Go through the material below and count the lines in which the word "CommandRegistry" occurs; the only output is the number.

----

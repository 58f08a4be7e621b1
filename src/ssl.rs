/*!
 * @file ssl.rs
 * @brief TLS configuration loading for the listener and the proxy
 */

use std::fs::File;
use std::io::BufReader;
use std::sync::Arc;

use rustls::{Certificate, ClientConfig, PrivateKey, RootCertStore, ServerConfig};

use crate::error::{DoppelError, Result};

fn load_certs(path: &str) -> Result<Vec<Certificate>> {
    let file = File::open(path)
        .map_err(|e| DoppelError::Tls(format!("cannot open certificate file: {}", e)))?;
    let certs = rustls_pemfile::certs(&mut BufReader::new(file))
        .map_err(|e| DoppelError::Tls(format!("cannot parse certificate file: {}", e)))?;
    if certs.is_empty() {
        return Err(DoppelError::Tls("certificate file contains no certificates".into()));
    }
    Ok(certs.into_iter().map(Certificate).collect())
}

fn load_private_key(path: &str) -> Result<PrivateKey> {
    let file = File::open(path)
        .map_err(|e| DoppelError::Tls(format!("cannot open key file: {}", e)))?;
    let mut reader = BufReader::new(file);
    let mut keys = rustls_pemfile::pkcs8_private_keys(&mut reader)
        .map_err(|e| DoppelError::Tls(format!("cannot parse key file: {}", e)))?;
    if keys.is_empty() {
        let file = File::open(path)
            .map_err(|e| DoppelError::Tls(format!("cannot open key file: {}", e)))?;
        keys = rustls_pemfile::rsa_private_keys(&mut BufReader::new(file))
            .map_err(|e| DoppelError::Tls(format!("cannot parse key file: {}", e)))?;
    }
    keys.pop()
        .map(PrivateKey)
        .ok_or_else(|| DoppelError::Tls("key file contains no private keys".into()))
}

fn load_roots(path: &str) -> Result<RootCertStore> {
    let mut roots = RootCertStore::empty();
    for cert in load_certs(path)? {
        roots
            .add(&cert)
            .map_err(|e| DoppelError::Tls(format!("invalid CA certificate: {}", e)))?;
    }
    Ok(roots)
}

/// Server-side TLS for the wire listener. A CA file turns on client
/// certificate verification.
pub fn load_server_config(
    cert_file: &str,
    key_file: &str,
    ca_file: Option<&str>,
) -> Result<ServerConfig> {
    let certs = load_certs(cert_file)?;
    let key = load_private_key(key_file)?;
    let builder = ServerConfig::builder().with_safe_defaults();

    let config = match ca_file {
        Some(ca) => {
            let roots = load_roots(ca)?;
            let verifier = rustls::server::AllowAnyAuthenticatedClient::new(roots);
            builder
                .with_client_cert_verifier(Arc::new(verifier))
                .with_single_cert(certs, key)
        }
        None => builder.with_no_client_auth().with_single_cert(certs, key),
    }
    .map_err(|e| DoppelError::Tls(format!("invalid certificate/key pair: {}", e)))?;
    Ok(config)
}

/// Client-side TLS for the differential proxy. Without a CA file the chain
/// is not verified; the proxy target is a test fixture, not a trust anchor.
pub fn load_client_config(ca_file: Option<&str>) -> Result<ClientConfig> {
    let builder = ClientConfig::builder().with_safe_defaults();
    let config = match ca_file {
        Some(ca) => builder
            .with_root_certificates(load_roots(ca)?)
            .with_no_client_auth(),
        None => builder
            .with_custom_certificate_verifier(Arc::new(NoVerification))
            .with_no_client_auth(),
    };
    Ok(config)
}

struct NoVerification;

impl rustls::client::ServerCertVerifier for NoVerification {
    fn verify_server_cert(
        &self,
        _end_entity: &Certificate,
        _intermediates: &[Certificate],
        _server_name: &rustls::ServerName,
        _scts: &mut dyn Iterator<Item = &[u8]>,
        _ocsp_response: &[u8],
        _now: std::time::SystemTime,
    ) -> std::result::Result<rustls::client::ServerCertVerified, rustls::Error> {
        Ok(rustls::client::ServerCertVerified::assertion())
    }
}
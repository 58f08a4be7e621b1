/*
 * Copyright (c) 2026 DoppelDB contributors. All rights reserved.
 *
 * DoppelDB - MongoDB wire-compatible proxy over relational storage
 *
 * @file main.rs
 * @brief CLI entry point: `run` (default) and `ping`
 */

use std::path::PathBuf;
use std::sync::atomic::{AtomicI64, AtomicU64};
use std::sync::Arc;
use std::time::{Duration, Instant};

use anyhow::Context;
use bson::doc;
use clap::{Parser, Subcommand};
use metrics_exporter_prometheus::PrometheusBuilder;
use tokio::io::AsyncWriteExt;
use tokio::net::TcpStream;
use tracing::{info, warn};

use doppeldb::authentication::UserStore;
use doppeldb::backend::Backend;
use doppeldb::command_processor::{CommandRegistry, ServerContext};
use doppeldb::config::{Config, Mode, TelemetryState};
use doppeldb::cursor_registry::CursorRegistry;
use doppeldb::postgres_backend::PostgresBackend;
use doppeldb::session_registry::SessionRegistry;
use doppeldb::sqlite_backend::SqliteBackend;
use doppeldb::state::StateStore;
use doppeldb::wire_protocol::{self, OpMsg, OP_MSG};
use doppeldb::{capped_janitor, health, logger, Server, ShutdownManager};

#[derive(Parser, Debug)]
#[command(
    name = "doppeldb",
    version,
    about = "MongoDB wire-compatible proxy executing command semantics on PostgreSQL or SQLite"
)]
struct Cli {
    /// Configuration file (TOML, YAML or JSON)
    #[arg(long, value_name = "FILE", global = true)]
    config: Option<PathBuf>,

    #[arg(long = "listen-addr")]
    listen_addr: Option<String>,
    #[arg(long = "listen-unix")]
    listen_unix: Option<String>,
    #[arg(long = "listen-tls")]
    listen_tls: bool,
    #[arg(long = "listen-tls-cert-file")]
    listen_tls_cert_file: Option<String>,
    #[arg(long = "listen-tls-key-file")]
    listen_tls_key_file: Option<String>,
    #[arg(long = "listen-tls-ca-file")]
    listen_tls_ca_file: Option<String>,

    #[arg(long = "proxy-addr")]
    proxy_addr: Option<String>,
    /// normal | proxy | diff-normal | diff-proxy
    #[arg(long)]
    mode: Option<String>,

    #[arg(long = "postgresql-url", env = "DOPPELDB_POSTGRESQL_URL")]
    postgresql_url: Option<String>,
    #[arg(long = "sqlite-url", env = "DOPPELDB_SQLITE_URL")]
    sqlite_url: Option<String>,

    #[arg(long = "state-dir")]
    state_dir: Option<String>,
    #[arg(long = "repl-set-name")]
    repl_set_name: Option<String>,
    #[arg(long)]
    auth: bool,
    #[arg(long = "log-level")]
    log_level: Option<String>,
    #[arg(long = "log-format")]
    log_format: Option<String>,
    /// enabled | disabled | undecided
    #[arg(long)]
    telemetry: Option<String>,
    #[arg(long = "debug-addr")]
    debug_addr: Option<String>,

    #[command(subcommand)]
    command: Option<Cmd>,
}

#[derive(Subcommand, Debug)]
enum Cmd {
    /// Run the server (the default when no sub-command is given)
    #[command(hide = true)]
    Run,
    /// Probe a running server with a wire-protocol ping
    Ping,
}

#[tokio::main]
async fn main() {
    let cli = Cli::parse();

    let config = match build_config(&cli).await {
        Ok(config) => config,
        Err(e) => {
            eprintln!("doppeldb: {:#}", e);
            std::process::exit(1);
        }
    };

    let result = match cli.command {
        Some(Cmd::Ping) => ping(&config).await,
        _ => run(config).await,
    };
    match result {
        Ok(()) => std::process::exit(0),
        Err(e) => {
            eprintln!("doppeldb: {:#}", e);
            std::process::exit(1);
        }
    }
}

async fn build_config(cli: &Cli) -> anyhow::Result<Config> {
    let mut config = match &cli.config {
        Some(path) => Config::load(path)
            .await
            .with_context(|| format!("failed to load {}", path.display()))?,
        None => Config::default(),
    };

    if let Some(v) = &cli.listen_addr {
        config.listen.addr = v.clone();
    }
    if cli.listen_unix.is_some() {
        config.listen.unix = cli.listen_unix.clone();
    }
    if cli.listen_tls {
        config.listen.tls = true;
    }
    if cli.listen_tls_cert_file.is_some() {
        config.listen.tls_cert_file = cli.listen_tls_cert_file.clone();
    }
    if cli.listen_tls_key_file.is_some() {
        config.listen.tls_key_file = cli.listen_tls_key_file.clone();
    }
    if cli.listen_tls_ca_file.is_some() {
        config.listen.tls_ca_file = cli.listen_tls_ca_file.clone();
    }
    if cli.proxy_addr.is_some() {
        config.proxy.addr = cli.proxy_addr.clone();
    }
    if let Some(mode) = &cli.mode {
        config.mode = mode.parse::<Mode>().map_err(anyhow::Error::msg)?;
    }
    if cli.postgresql_url.is_some() {
        config.backend.postgresql_url = cli.postgresql_url.clone();
    }
    if cli.sqlite_url.is_some() {
        config.backend.sqlite_url = cli.sqlite_url.clone();
    }
    if let Some(dir) = &cli.state_dir {
        config.state_dir = dir.clone();
    }
    if cli.repl_set_name.is_some() {
        config.repl_set_name = cli.repl_set_name.clone();
    }
    if cli.auth {
        config.auth = true;
    }
    if let Some(level) = &cli.log_level {
        config.logging.level = level.clone();
    }
    if let Some(format) = &cli.log_format {
        config.logging.format = format.clone();
    }
    if let Some(telemetry) = &cli.telemetry {
        config.telemetry = telemetry
            .parse::<TelemetryState>()
            .map_err(anyhow::Error::msg)?;
    }
    if cli.debug_addr.is_some() {
        config.debug_addr = cli.debug_addr.clone();
    }
    if config.state_dir.is_empty() {
        config.state_dir = ".".to_string();
    }

    if matches!(cli.command, Some(Cmd::Ping)) {
        // The probe only needs an address; backend validation is the
        // server's business.
        return Ok(config);
    }
    config.validate()?;
    Ok(config)
}

async fn run(config: Config) -> anyhow::Result<()> {
    logger::init(&config.logging)?;
    info!(version = env!("CARGO_PKG_VERSION"), "DoppelDB starting");

    let state = StateStore::open(std::path::Path::new(&config.state_dir), config.telemetry)
        .context("failed to open state directory")?;
    info!(uuid = %state.get().uuid, "instance state loaded");

    let prometheus = PrometheusBuilder::new()
        .install_recorder()
        .context("failed to install metrics recorder")?;

    let backend: Arc<dyn Backend> = match (&config.backend.postgresql_url, &config.backend.sqlite_url)
    {
        (Some(url), _) => {
            info!(url = %logger::redact_url(url), "connecting to PostgreSQL backend");
            Arc::new(
                PostgresBackend::connect(url, config.backend.pool_size)
                    .await
                    .context("PostgreSQL backend initialization failed")?,
            )
        }
        (None, Some(url)) => {
            info!(url = %logger::redact_url(url), "opening SQLite backend");
            Arc::new(SqliteBackend::open(url).context("SQLite backend initialization failed")?)
        }
        (None, None) => unreachable!("validated at startup"),
    };

    let users = UserStore::from_config(&config.users).context("invalid user configuration")?;
    if config.auth && users.is_empty() {
        warn!("authentication is enabled but no users are configured");
    }

    let config = Arc::new(config);
    let ctx = Arc::new(ServerContext {
        config: config.clone(),
        backend: backend.clone(),
        cursors: Arc::new(CursorRegistry::new(Duration::from_secs(
            config.cursors.idle_timeout_secs,
        ))),
        sessions: Arc::new(SessionRegistry::new()),
        users: Arc::new(users),
        registry: CommandRegistry::new(),
        start_time: Instant::now(),
        connections_current: AtomicI64::new(0),
        connections_total: AtomicU64::new(0),
    });

    let shutdown = ShutdownManager::new();
    shutdown.install_signal_handlers();

    if let Some(debug_addr) = &config.debug_addr {
        let addr = debug_addr
            .parse()
            .context("invalid debug-addr")?;
        health::spawn(addr, prometheus, shutdown.subscribe());
    }

    tokio::spawn(capped_janitor::cursor_expiry(
        ctx.cursors.clone(),
        config.cursors.tick_interval_secs,
        shutdown.subscribe(),
    ));
    tokio::spawn(capped_janitor::run(
        backend,
        config.capped_cleanup.clone(),
        shutdown.subscribe(),
    ));

    let server = Server::bind(ctx.clone()).await?;
    server.run(&shutdown).await;

    // Listener is closed; destroy what is left and let the pool drop.
    ctx.cursors.kill_all();
    ctx.sessions.kill_all();
    info!("shutdown complete");
    Ok(())
}

async fn ping(config: &Config) -> anyhow::Result<()> {
    let addr = &config.listen.addr;
    let mut stream = tokio::time::timeout(Duration::from_secs(5), TcpStream::connect(addr))
        .await
        .context("connect timed out")?
        .with_context(|| format!("cannot connect to {}", addr))?;

    let cmd = doc! {"ping": 1, "$db": "admin"};
    let bytes = wire_protocol::encode_op_msg(&cmd, 1, 0)?;
    stream.write_all(&bytes).await?;

    let reply = tokio::time::timeout(
        Duration::from_secs(5),
        wire_protocol::read_message(&mut stream),
    )
    .await
    .context("ping timed out")??;

    let (header, payload) = reply.context("server closed the connection")?;
    anyhow::ensure!(header.op_code == OP_MSG, "unexpected opcode {}", header.op_code);
    let doc = OpMsg::parse(&payload)?.into_command();
    anyhow::ensure!(
        doc.get_f64("ok").unwrap_or(0.0) == 1.0,
        "ping failed: {:?}",
        doc
    );
    println!("ok: pinged {}", addr);
    Ok(())
}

----

Result for this exercise:
2